The organisation’s principles become a measurement. Foundations stop being aspirational.

The credential teaches: what principles a mature framework should have. The codebase enforces: which principles your organisation actually obeys.


Pillar II — Laws, standards and frameworks: meeting the regulators where they are

The second pillar is fluency in the regulatory landscape. Privacy laws that already apply (GDPR, DPDP), AI-specific laws emerging (EU AI Act, Korea AI Basic Act, Brazil PL 2338, RBI FREE-AI in India), and the standards bodies’ frameworks (NIST AI RMF, ISO/IEC 42001, the OECD AI Principles).

The professional needs to know which laws apply to which AI systems, in which jurisdictions, under which conditions. The organisation needs to demonstrate compliance — not in a PowerPoint, on demand, when the regulator asks.

The principle: AI systems must operate within applicable laws, standards and frameworks — and the operator must be able to prove it.

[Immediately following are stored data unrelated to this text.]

use crate::error::Result;
use git2::{ErrorCode, ObjectType, Oid, Repository as Git2Repo};
use std::path::Path;

/// Wrapper around git2::Repository with our trait interface
pub struct Git2Repository {
    repo: Git2Repo,
}

impl Git2Repository {
    /// Open or discover a git repository
    pub fn open<P: AsRef<Path>>(path: P) -> Result<Self> {
        let repo = Git2Repo::discover(path)?;

        Ok(Git2Repository { repo })
    }

    /// Create from existing git2::Repository
    pub fn from_git2(repo: Git2Repo) -> Self {
        Git2Repository { repo }
    }
}

impl super::Repository for Git2Repository {
    fn head_oid(&self) -> Result<Option<Oid>> {
        let head = match self.repo.head() {
            Ok(head) => head,
            Err(e) if e.code() == ErrorCode::UnbornBranch || e.code() == ErrorCode::NotFound => {
                return Ok(None)
            }
            Err(e) => return Err(e.into()),
        };

        let commit = head.peel_to_commit()?;
        Ok(Some(commit.id()))
    }

    fn find_tag_oid(&self, tag_name: &str) -> Result<Option<Oid>> {
        let reference_name = format!("refs/tags/{}", tag_name);

        match self.repo.find_reference(&reference_name) {
            Ok(reference) => {
                let object = reference.peel(ObjectType::Any)?;

                // Tags on trees or blobs never label a commit
                if object.kind() != Some(ObjectType::Commit) {
                    log::debug!("Tag '{}' does not point at a commit", tag_name);
                    return Ok(None);
                }
                Ok(Some(object.id()))
            }
            Err(e) if e.code() == ErrorCode::NotFound || e.code() == ErrorCode::InvalidSpec => {
                Ok(None)
            }
            Err(e) => Err(e.into()),
        }
    }

    fn tags_pointing_at(&self, oid: Oid) -> Result<Vec<String>> {
        let names = self.repo.tag_names(None)?;

        let mut tags = Vec::new();
        for name in names.iter().flatten() {
            match self.find_tag_oid(name) {
                Ok(Some(target)) if target == oid => tags.push(name.to_string()),
                Ok(_) => {}
                Err(e) => log::debug!("Skipping tag '{}': {}", name, e),
            }
        }
        tags.sort();
        Ok(tags)
    }
}
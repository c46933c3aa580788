use thiserror::Error;

/// Unified error type for publish-gate operations
#[derive(Error, Debug)]
pub enum GateError {
    #[error("Git operation failed: {0}")]
    Git(#[from] git2::Error),

    #[error("Configuration error: {0}")]
    Config(String),

    #[error("Invalid version: {0}")]
    InvalidVersion(String),

    #[error("Status query failed: {0}")]
    Status(String),

    #[error("Package index error: {0}")]
    Index(String),

    #[error("Step failed: {0}")]
    Step(String),

    #[error("HTTP request failed: {0}")]
    Http(#[from] reqwest::Error),

    #[error("I/O error: {0}")]
    Io(#[from] std::io::Error),
}

/// Convenience type alias for Results in publish-gate
pub type Result<T> = std::result::Result<T, GateError>;

impl GateError {
    /// Create a configuration error with context
    pub fn config(msg: impl Into<String>) -> Self {
        GateError::Config(msg.into())
    }

    /// Create an invalid version error with context
    pub fn invalid_version(msg: impl Into<String>) -> Self {
        GateError::InvalidVersion(msg.into())
    }

    /// Create a status query error with context
    pub fn status(msg: impl Into<String>) -> Self {
        GateError::Status(msg.into())
    }

    /// Create a package index error with context
    pub fn index(msg: impl Into<String>) -> Self {
        GateError::Index(msg.into())
    }

    /// Create a step execution error with context
    pub fn step(msg: impl Into<String>) -> Self {
        GateError::Step(msg.into())
    }
}
// Shared helpers for integration tests
#![allow(dead_code)]

use git2::{Oid, Repository, Signature};
use std::io::{BufRead, BufReader, Write};
use std::net::TcpListener;
use std::path::Path;
use std::sync::mpsc::{self, Receiver};
use std::thread;

/// Minimal HTTP responder: answers every request with `status` and `body`.
///
/// Returns the base URL and a channel that yields each request path.
pub fn serve(status: u16, body: &'static str) -> (String, Receiver<String>) {
    let listener = TcpListener::bind("127.0.0.1:0").expect("bind stub server");
    let addr = listener.local_addr().unwrap();
    let (tx, rx) = mpsc::channel();

    thread::spawn(move || {
        for stream in listener.incoming() {
            let Ok(mut stream) = stream else { continue };
            let mut reader = BufReader::new(stream.try_clone().unwrap());

            let mut request_line = String::new();
            if reader.read_line(&mut request_line).is_err() {
                continue;
            }
            loop {
                let mut header = String::new();
                match reader.read_line(&mut header) {
                    Ok(0) => break,
                    Ok(_) if header == "\r\n" => break,
                    Ok(_) => continue,
                    Err(_) => break,
                }
            }

            let path = request_line
                .split_whitespace()
                .nth(1)
                .unwrap_or_default()
                .to_string();
            let _ = tx.send(path);

            let response = format!(
                "HTTP/1.1 {} STUB\r\nContent-Type: application/json\r\nContent-Length: {}\r\nConnection: close\r\n\r\n{}",
                status,
                body.len(),
                body
            );
            let _ = stream.write_all(response.as_bytes());
        }
    });

    (format!("http://{}", addr), rx)
}

/// Initialise a repository with one empty commit and return its OID
pub fn init_repo(dir: &Path) -> Oid {
    let repo = Repository::init(dir).unwrap();
    let sig = Signature::now("Release Bot", "release@example.test").unwrap();
    let tree_id = repo.index().unwrap().write_tree().unwrap();
    let tree = repo.find_tree(tree_id).unwrap();
    repo.commit(Some("HEAD"), &sig, &sig, "initial", &tree, &[])
        .unwrap()
}

/// Lightweight tag on the given commit
pub fn tag(dir: &Path, name: &str, oid: Oid) {
    let repo = Repository::open(dir).unwrap();
    let object = repo.find_object(oid, None).unwrap();
    repo.tag_lightweight(name, &object, false).unwrap();
}
//! Configured shell steps run by the publish gate
//!
//! - build: produce the artifacts for the resolved version
//! - upload: push them to the package index
//! - install-existing: reuse the published artifact when the gate skips

pub mod executor;
pub mod lifecycle;

pub use executor::{RecordingRunner, ShellExecutor, StepRunner};
pub use lifecycle::{StepContext, StepKind};
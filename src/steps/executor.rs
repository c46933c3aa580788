use crate::error::{GateError, Result};
use crate::steps::StepContext;
use std::process::Command;

/// Runs one configured step command
pub trait StepRunner {
    fn run(&self, command: &str, context: &StepContext) -> Result<()>;
}

/// Executes step command lines through `sh -c`
///
/// Output is inherited so build and upload logs land in the CI job log.
pub struct ShellExecutor;

impl StepRunner for ShellExecutor {
    fn run(&self, command: &str, context: &StepContext) -> Result<()> {
        log::info!("[{}] {}", context.kind.name(), command);

        let mut cmd = Command::new("sh");
        cmd.arg("-c").arg(command);

        for (key, value) in context.to_env_vars() {
            cmd.env(key, value);
        }

        let status = cmd.status().map_err(|e| {
            GateError::step(format!("Failed to start '{}': {}", command, e))
        })?;

        if !status.success() {
            return Err(GateError::step(format!(
                "{} step '{}' failed with exit code {}",
                context.kind.name(),
                command,
                status.code().unwrap_or(-1)
            )));
        }

        Ok(())
    }
}

/// Step runner that records commands instead of executing them
///
/// Commands containing `fail_on` (if set) return a step error.
#[derive(Default)]
pub struct RecordingRunner {
    fail_on: Option<String>,
    calls: std::sync::Mutex<Vec<(String, String)>>,
}

impl RecordingRunner {
    pub fn new() -> Self {
        Self::default()
    }

    pub fn failing_on(pattern: impl Into<String>) -> Self {
        RecordingRunner {
            fail_on: Some(pattern.into()),
            calls: Default::default(),
        }
    }

    /// `(step name, command)` pairs in execution order
    pub fn calls(&self) -> Vec<(String, String)> {
        self.calls.lock().map(|c| c.clone()).unwrap_or_default()
    }
}

impl StepRunner for RecordingRunner {
    fn run(&self, command: &str, context: &StepContext) -> Result<()> {
        if let Ok(mut calls) = self.calls.lock() {
            calls.push((context.kind.name().to_string(), command.to_string()));
        }
        match &self.fail_on {
            Some(pattern) if command.contains(pattern.as_str()) => Err(GateError::step(format!(
                "{} step '{}' failed with exit code 1",
                context.kind.name(),
                command
            ))),
            _ => Ok(()),
        }
    }
}
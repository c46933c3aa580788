use anyhow::Result;
use clap::{Parser, Subcommand};

use publish_gate::cli::orchestration::{self, PublishWorkflowArgs};
use publish_gate::ui;

#[derive(Parser)]
#[command(
    name = "publish-gate",
    version,
    about = "Resolve release versions and gate package publishing"
)]
struct Args {
    #[arg(short, long, global = true, help = "Custom configuration file path")]
    config: Option<String>,

    #[command(subcommand)]
    command: Command,
}

#[derive(Subcommand)]
enum Command {
    /// Print the version the current checkout would be published as
    Resolve {
        #[arg(long, help = "Use this version instead of querying the status endpoint")]
        reported_version: Option<String>,
    },
    /// Check whether a version already exists in the package index
    Check {
        #[arg(long, help = "Use this version instead of querying the status endpoint")]
        reported_version: Option<String>,

        #[arg(long, help = "Check this exact version, skipping resolution")]
        version: Option<String>,
    },
    /// Resolve, check the index, then build and upload if needed
    Publish {
        #[arg(long, help = "Use this version instead of querying the status endpoint")]
        reported_version: Option<String>,

        #[arg(long, help = "Preview what would happen without running any step")]
        dry_run: bool,
    },
    /// Print the effective configuration
    ShowConfig,
}

fn main() {
    env_logger::Builder::from_env(env_logger::Env::default().default_filter_or("warn")).init();

    let args = Args::parse();
    if let Err(e) = run(args) {
        ui::display_error(&format!("{:#}", e));
        std::process::exit(1);
    }
}

fn run(args: Args) -> Result<()> {
    let mut workflow = PublishWorkflowArgs {
        config_path: args.config,
        ..PublishWorkflowArgs::default()
    };

    match args.command {
        Command::Resolve { reported_version } => {
            workflow.reported_version = reported_version;
            let resolved = orchestration::run_resolve(&workflow)?;
            println!("{}", resolved);
        }
        Command::Check {
            reported_version,
            version,
        } => {
            workflow.reported_version = reported_version;
            let result = orchestration::run_check(&workflow, version.as_deref())?;
            if result.published {
                ui::display_success(&format!(
                    "{} {} is published ({})",
                    result.package, result.version, result.url
                ));
            } else {
                ui::display_status(&format!(
                    "{} {} is not published",
                    result.package, result.version
                ));
            }
        }
        Command::Publish {
            reported_version,
            dry_run,
        } => {
            workflow.reported_version = reported_version;
            workflow.dry_run = dry_run;
            let outcome = orchestration::run_publish_workflow(&workflow)?;
            ui::display_outcome(&outcome);
        }
        Command::ShowConfig => {
            let config = orchestration::load(&workflow)?;
            print!("{}", config.to_toml()?);
        }
    }

    Ok(())
}
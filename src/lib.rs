pub mod cli;
pub mod clock;
pub mod config;
pub mod domain;
pub mod error;
pub mod gate;
pub mod git;
pub mod index;
pub mod status;
pub mod steps;
pub mod ui;

pub use error::{GateError, Result};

What this looks like in a codebase:

A traceable cross-walk between every regulatory recommendation and the file path that implements it. Not “we comply with RBI FREE-AI.” Instead:

FREE-AI Rec Implementation
Rec 4 (Indigenous AI Models) pkg/llm/ollama.go declares Region() == "on-prem"; pkg/governance/sovereignty.go denies PII bound for non-home regions
Rec 14 (Board-Approved Policy) config/ai-policy.example.yaml with board_approved_on field, hashed at boot
Rec 20 (Red Teaming) cmd/red-team/ runs an adversarial probe corpus against the active composite policy in CI
Rec 22 (Annexure VI) pkg/incidents/ auto-generates the structured incident form on policy deny, agent panic, budget breach
Rec 23 (AI Inventory) GET /v1/ai-inventory reads from the live registry; cannot drift from what’s actually running
Rec 25 (Disclosures) GET /v1/disclosures is public and unauthenticated

The cross-walk fits on one page. Every claim has a file path. Every file path has a test. The regulator can verify any claim by reading the source.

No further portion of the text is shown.